Show each line of the entries below in which the word "quiet" appears.

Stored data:
Segment Open

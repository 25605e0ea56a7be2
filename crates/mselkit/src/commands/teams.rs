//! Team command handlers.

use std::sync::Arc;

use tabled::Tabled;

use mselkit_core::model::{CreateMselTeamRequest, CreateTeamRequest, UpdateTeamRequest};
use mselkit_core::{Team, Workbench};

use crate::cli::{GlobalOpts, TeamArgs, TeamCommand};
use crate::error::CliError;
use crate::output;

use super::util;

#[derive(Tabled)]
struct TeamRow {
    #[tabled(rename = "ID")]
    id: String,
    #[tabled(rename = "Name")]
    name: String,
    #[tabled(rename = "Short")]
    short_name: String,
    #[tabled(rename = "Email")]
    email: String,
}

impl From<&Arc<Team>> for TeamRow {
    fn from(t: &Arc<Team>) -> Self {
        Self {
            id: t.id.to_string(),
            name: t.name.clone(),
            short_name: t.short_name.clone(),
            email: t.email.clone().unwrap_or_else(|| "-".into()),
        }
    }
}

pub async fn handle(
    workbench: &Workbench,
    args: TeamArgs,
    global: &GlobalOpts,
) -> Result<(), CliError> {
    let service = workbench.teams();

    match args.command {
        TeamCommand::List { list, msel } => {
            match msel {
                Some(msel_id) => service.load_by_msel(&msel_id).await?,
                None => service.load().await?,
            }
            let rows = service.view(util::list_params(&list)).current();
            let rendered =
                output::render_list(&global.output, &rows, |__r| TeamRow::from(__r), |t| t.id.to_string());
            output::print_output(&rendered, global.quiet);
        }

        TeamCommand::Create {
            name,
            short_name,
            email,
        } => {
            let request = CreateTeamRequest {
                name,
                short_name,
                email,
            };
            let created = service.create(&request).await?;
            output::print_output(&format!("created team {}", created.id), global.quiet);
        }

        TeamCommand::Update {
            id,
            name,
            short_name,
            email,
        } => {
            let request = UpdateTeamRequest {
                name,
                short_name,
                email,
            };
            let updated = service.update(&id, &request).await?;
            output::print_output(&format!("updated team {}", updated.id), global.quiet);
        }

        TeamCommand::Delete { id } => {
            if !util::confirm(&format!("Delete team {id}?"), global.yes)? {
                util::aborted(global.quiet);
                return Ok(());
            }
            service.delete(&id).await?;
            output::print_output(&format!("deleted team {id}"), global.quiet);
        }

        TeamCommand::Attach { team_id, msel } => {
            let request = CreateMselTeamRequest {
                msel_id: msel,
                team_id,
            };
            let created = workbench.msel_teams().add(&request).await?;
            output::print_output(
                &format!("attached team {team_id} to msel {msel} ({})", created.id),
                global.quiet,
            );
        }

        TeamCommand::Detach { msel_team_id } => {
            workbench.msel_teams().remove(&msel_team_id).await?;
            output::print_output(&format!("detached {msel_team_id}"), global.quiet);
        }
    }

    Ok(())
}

Segment Closed

◆ Written reply
            output::print_output(&rendered, global.quiet);
            output::print_output(&format!("created team {}", created.id), global.quiet);
            output::print_output(&format!("updated team {}", updated.id), global.quiet);
                util::aborted(global.quiet);
            output::print_output(&format!("deleted team {id}"), global.quiet);
                global.quiet,
            output::print_output(&format!("detached {msel_team_id}"), global.quiet);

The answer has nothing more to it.